In this example, we are trying to create a regular expression pattern in JavaScript™ to look for the last value in the response, matching on the fourth match group.

Here is one implementation:


// the pattern used to extract the amount (found in match group 4 ($4)
var pattern = "COMP\\x3B(.*?)\\x3A(.*?)\\x3B(.*?)\\x3B(.*?)($|\\)"

// The weba.s.products hit attribute is the pattern found in the response. 
// We want the last one in the response.
// the amount is found in the fourth match group of the last match.
// var $amt = /$pattern/.exec
// ($P["APP.P__H_WEBA_S_PRODUCTS__HA__634261087410339197"].lastValue()).$4;



In the above example, two methods are called in a single line: .exec() and lastValue(). However, if the exec() method cannot find a match, it returns a null value, which generates a runtime error.
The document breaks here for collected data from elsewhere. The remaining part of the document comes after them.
//! Core types for Fashion Store.
//!
//! This module provides type-safe wrappers for common domain concepts.

pub mod email;
pub mod id;
pub mod identity;
pub mod price;
pub mod status;

pub use email::{Email, EmailError};
pub use id::*;
pub use identity::Identity;
pub use price::Price;
pub use status::*;
//! Cart extractor.
//!
//! Loads the visitor's cart from the session. Handlers mutate the loaded
//! copy and call [`SessionCart::save`] to write it back.

use axum::{extract::FromRequestParts, http::request::Parts};
use fashion_store_core::Cart;
use tower_sessions::Session;

use crate::error::AppError;
use crate::models::session_keys;

/// The visitor's cart together with the session it came from.
pub struct SessionCart {
    session: Session,
    pub cart: Cart,
}

impl SessionCart {
    /// Persist the (possibly modified) cart in the session.
    ///
    /// # Errors
    ///
    /// Returns an error if the session cannot be modified.
    pub async fn save(&self) -> Result<(), tower_sessions::session::Error> {
        self.session.insert(session_keys::CART, &self.cart).await
    }

    #[must_use]
    pub const fn session(&self) -> &Session {
        &self.session
    }
}

impl<S> FromRequestParts<S> for SessionCart
where
    S: Send + Sync,
{
    type Rejection = AppError;

    async fn from_request_parts(parts: &mut Parts, _state: &S) -> Result<Self, Self::Rejection> {
        let session = parts
            .extensions
            .get::<Session>()
            .cloned()
            .ok_or_else(|| AppError::Internal("session layer missing".to_string()))?;

        // Unreadable carts start over empty.
        let cart = match session.get::<Cart>(session_keys::CART).await {
            Ok(cart) => cart.unwrap_or_default(),
            Err(e) => {
                tracing::warn!(error = %e, "Discarding unreadable cart");
                Cart::default()
            }
        };

        Ok(Self { session, cart })
    }
}
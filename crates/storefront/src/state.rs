//! Application state shared across handlers.

use std::sync::Arc;

use fashion_store_data::{DataClient, DataError};

use crate::config::StorefrontConfig;

/// Application state shared across all handlers.
///
/// This struct is cheaply cloneable via `Arc` and provides access to
/// the configuration and the data service client.
#[derive(Clone)]
pub struct AppState {
    inner: Arc<AppStateInner>,
}

struct AppStateInner {
    config: StorefrontConfig,
    data: DataClient,
}

impl AppState {
    /// Create a new application state.
    ///
    /// # Errors
    ///
    /// Returns an error if the data service client cannot be built from the
    /// configuration.
    pub fn new(config: StorefrontConfig) -> Result<Self, DataError> {
        let data = DataClient::new(&config.data_service)?;

        Ok(Self {
            inner: Arc::new(AppStateInner { config, data }),
        })
    }

    /// Get a reference to the storefront configuration.
    #[must_use]
    pub fn config(&self) -> &StorefrontConfig {
        &self.inner.config
    }

    /// Get a reference to the data service client (anonymous access).
    #[must_use]
    pub fn data(&self) -> &DataClient {
        &self.inner.data
    }
}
Determining the source of this error is not straightforward.

To simplify debugging issues, Discover recommends breaking up the above JavaScript into multiple variable assignments, as in the following example:


//Define the regular expression
var pattern = "COMP\\x3B(.*?)\\x3A(.*?)\\x3B(.*?)\\x3B(.*?)($|\\)";

//Define the search buffer
var $search_buffer =
$P["APP.P__H_WEBA_S_PRODUCTS__HA__634261087410339197"].lastValue();

//Construct the RegEx object (If the pattern is invalid, this statement fails)
var $regex = new RegExp(pattern);

//Returns [FullMatch, Group1, Group2, Group3, Group4]
var $match = $regex.exec($search_buffer);

//Check to see if the match was successful and ensure that the match group is 
//available 
if($match && $match.length > 4) {
  var $amt = $match[4];
}



The above code separates the regular expression checks into simpler declarations, which isolate the regex definition, pattern definition, regex compilation, and regex execution. Using simpler declarations:

Procedure

  1. Simplifies automated and manual JavaScript validation
  2. Simplifies debugging issues

Results

The performance impacts of writing looser JavaScript are minimal.